## [Exercise aim]
How many lines in the data below include the word "epsilon"? State the number alone.

## [Records supplied]

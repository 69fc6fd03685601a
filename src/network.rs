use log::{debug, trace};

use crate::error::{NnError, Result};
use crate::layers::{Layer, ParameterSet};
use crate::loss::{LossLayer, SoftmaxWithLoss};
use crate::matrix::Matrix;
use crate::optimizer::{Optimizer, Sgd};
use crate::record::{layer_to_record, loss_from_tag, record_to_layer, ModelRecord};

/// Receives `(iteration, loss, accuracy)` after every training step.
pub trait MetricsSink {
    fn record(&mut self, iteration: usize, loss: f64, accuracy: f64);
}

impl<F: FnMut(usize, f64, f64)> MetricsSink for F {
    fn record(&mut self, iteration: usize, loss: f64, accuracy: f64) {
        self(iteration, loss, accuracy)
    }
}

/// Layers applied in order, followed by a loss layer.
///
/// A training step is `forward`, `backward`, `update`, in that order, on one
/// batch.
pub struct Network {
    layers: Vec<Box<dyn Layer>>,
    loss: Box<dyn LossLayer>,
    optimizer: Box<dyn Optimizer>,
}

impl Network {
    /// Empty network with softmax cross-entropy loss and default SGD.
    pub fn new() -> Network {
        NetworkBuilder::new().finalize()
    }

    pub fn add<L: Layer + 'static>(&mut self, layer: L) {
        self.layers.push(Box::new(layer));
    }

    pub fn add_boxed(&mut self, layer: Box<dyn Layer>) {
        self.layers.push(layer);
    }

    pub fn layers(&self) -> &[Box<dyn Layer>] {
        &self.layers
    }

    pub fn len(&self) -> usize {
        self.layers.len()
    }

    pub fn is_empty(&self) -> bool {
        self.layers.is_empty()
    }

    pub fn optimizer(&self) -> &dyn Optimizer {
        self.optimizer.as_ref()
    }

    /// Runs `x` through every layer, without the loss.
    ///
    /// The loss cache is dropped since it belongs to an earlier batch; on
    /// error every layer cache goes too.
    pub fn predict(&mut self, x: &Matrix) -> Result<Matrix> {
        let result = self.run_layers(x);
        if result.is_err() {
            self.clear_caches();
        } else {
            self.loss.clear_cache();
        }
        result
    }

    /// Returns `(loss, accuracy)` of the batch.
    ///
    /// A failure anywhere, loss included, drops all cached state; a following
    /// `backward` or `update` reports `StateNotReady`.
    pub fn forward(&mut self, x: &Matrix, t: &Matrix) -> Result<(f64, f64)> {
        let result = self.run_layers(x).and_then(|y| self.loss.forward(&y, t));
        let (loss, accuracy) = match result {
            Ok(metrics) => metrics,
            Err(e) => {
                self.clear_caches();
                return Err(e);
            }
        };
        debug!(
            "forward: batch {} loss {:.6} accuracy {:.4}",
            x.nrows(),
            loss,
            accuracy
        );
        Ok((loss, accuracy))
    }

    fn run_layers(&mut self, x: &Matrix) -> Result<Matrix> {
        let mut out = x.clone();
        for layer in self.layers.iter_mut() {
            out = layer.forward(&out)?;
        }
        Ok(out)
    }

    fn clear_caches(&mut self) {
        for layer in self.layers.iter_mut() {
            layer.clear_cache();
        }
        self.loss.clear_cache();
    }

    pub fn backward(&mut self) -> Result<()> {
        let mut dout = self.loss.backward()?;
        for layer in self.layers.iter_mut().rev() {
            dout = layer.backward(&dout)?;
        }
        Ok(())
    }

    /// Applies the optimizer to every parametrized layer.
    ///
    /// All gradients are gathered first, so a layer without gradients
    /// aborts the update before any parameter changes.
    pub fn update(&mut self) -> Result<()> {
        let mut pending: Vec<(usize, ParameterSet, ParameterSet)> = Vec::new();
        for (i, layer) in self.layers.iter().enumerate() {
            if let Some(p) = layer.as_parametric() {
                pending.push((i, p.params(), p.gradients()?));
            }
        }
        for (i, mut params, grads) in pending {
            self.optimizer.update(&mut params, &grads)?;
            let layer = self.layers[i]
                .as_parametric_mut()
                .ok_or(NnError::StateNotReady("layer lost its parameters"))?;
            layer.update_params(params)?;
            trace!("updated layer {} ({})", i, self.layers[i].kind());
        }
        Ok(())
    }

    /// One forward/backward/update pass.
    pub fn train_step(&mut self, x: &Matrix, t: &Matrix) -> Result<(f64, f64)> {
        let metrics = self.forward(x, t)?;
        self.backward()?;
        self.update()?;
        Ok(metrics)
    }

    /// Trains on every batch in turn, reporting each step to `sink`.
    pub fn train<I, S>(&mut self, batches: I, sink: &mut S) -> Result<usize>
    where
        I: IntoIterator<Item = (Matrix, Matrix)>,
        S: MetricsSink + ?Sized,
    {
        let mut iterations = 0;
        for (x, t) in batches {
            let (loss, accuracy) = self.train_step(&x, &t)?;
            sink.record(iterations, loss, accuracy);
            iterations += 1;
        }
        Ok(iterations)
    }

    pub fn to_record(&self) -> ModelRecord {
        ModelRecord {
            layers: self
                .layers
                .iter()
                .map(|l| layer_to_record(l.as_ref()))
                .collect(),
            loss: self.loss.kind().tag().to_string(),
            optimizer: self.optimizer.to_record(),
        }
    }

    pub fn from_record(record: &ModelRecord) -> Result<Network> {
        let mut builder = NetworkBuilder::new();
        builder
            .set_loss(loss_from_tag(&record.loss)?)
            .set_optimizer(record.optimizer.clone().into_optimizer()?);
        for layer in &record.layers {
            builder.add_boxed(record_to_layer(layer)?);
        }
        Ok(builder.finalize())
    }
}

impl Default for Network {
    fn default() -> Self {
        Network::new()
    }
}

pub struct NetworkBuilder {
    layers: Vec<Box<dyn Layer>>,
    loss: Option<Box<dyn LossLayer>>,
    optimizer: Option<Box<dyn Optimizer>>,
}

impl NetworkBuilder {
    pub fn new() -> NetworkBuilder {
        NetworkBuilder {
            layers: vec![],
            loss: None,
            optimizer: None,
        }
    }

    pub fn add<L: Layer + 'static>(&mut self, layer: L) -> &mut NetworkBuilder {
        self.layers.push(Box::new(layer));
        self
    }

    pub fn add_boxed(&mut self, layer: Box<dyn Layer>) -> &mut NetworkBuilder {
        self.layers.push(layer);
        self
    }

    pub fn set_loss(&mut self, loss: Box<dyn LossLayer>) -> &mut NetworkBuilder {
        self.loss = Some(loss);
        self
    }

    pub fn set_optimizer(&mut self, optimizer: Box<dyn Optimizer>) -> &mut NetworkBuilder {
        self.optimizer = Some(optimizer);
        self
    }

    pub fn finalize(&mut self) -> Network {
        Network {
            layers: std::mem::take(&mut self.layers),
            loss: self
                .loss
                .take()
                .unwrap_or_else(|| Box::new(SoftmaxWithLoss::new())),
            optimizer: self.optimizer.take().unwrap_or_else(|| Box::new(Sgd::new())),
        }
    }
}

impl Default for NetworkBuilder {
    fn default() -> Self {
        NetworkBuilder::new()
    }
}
--
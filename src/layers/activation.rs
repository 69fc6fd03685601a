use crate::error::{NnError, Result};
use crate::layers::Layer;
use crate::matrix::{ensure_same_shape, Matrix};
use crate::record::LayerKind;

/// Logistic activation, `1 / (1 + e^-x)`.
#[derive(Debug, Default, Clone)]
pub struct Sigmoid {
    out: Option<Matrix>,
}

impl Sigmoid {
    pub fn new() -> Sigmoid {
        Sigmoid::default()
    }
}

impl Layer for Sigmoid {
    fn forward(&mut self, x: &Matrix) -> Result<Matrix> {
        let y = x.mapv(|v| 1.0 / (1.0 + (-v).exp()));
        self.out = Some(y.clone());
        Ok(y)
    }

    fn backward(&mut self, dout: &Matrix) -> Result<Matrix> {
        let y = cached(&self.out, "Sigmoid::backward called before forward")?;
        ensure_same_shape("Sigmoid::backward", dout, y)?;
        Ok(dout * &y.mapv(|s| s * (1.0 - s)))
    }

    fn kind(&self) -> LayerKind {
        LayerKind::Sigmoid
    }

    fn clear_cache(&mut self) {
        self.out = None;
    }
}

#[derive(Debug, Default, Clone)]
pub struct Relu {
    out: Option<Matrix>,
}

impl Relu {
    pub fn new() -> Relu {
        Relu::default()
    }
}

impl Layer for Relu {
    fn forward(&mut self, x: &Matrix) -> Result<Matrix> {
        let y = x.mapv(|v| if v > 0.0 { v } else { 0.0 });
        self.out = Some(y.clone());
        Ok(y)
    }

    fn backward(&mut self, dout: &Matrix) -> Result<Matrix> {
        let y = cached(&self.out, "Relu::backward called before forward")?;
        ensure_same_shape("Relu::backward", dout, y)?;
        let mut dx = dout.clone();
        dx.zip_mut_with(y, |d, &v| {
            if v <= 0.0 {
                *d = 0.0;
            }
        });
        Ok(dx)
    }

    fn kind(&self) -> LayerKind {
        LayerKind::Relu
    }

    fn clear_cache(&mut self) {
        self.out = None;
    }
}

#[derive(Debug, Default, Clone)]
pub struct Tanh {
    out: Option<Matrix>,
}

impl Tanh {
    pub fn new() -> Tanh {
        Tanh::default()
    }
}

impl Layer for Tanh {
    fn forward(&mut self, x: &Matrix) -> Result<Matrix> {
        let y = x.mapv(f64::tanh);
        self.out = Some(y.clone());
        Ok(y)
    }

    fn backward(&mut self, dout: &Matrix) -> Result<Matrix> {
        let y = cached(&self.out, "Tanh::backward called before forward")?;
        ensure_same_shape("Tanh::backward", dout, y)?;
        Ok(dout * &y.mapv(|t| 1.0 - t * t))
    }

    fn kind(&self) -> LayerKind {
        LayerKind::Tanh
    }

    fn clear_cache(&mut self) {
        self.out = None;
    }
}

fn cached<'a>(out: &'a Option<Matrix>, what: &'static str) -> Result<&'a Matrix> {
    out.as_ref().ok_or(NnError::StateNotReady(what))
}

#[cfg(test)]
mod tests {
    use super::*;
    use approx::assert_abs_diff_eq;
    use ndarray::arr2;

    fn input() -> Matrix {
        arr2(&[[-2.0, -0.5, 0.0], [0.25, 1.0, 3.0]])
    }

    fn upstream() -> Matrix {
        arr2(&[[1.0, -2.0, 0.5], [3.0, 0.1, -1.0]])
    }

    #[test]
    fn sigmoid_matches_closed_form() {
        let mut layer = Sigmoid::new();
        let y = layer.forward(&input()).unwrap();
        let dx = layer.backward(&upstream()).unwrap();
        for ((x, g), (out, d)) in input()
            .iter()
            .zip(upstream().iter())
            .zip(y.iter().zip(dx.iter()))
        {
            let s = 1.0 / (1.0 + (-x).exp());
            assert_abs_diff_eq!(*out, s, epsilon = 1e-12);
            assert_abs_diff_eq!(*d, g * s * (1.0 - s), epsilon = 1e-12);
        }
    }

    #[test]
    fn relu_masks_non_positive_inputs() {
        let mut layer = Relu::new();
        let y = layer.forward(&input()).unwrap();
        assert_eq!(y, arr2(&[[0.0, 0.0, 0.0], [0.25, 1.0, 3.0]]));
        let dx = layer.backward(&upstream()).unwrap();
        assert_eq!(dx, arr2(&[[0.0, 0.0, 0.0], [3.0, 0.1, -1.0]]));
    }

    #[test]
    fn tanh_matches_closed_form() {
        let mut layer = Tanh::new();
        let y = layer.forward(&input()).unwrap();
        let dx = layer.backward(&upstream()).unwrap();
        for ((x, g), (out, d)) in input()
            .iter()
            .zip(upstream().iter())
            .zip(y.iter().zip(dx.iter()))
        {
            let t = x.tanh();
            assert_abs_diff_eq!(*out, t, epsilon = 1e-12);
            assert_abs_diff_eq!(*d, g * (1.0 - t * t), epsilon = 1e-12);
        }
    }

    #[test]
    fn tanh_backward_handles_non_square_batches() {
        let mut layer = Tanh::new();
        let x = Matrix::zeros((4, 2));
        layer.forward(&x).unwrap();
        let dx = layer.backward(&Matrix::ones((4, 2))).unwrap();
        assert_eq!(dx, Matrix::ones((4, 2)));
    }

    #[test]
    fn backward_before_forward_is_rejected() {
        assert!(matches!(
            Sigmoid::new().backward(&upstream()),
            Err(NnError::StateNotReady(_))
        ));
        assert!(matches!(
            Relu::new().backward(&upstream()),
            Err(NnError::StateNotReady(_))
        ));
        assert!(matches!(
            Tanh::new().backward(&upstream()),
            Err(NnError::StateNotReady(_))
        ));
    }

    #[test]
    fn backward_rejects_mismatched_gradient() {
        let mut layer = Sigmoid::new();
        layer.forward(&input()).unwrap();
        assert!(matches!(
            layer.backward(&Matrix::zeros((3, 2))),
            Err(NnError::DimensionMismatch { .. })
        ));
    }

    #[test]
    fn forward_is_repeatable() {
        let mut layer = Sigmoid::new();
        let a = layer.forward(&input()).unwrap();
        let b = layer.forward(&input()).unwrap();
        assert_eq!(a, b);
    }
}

## [Task answer]
4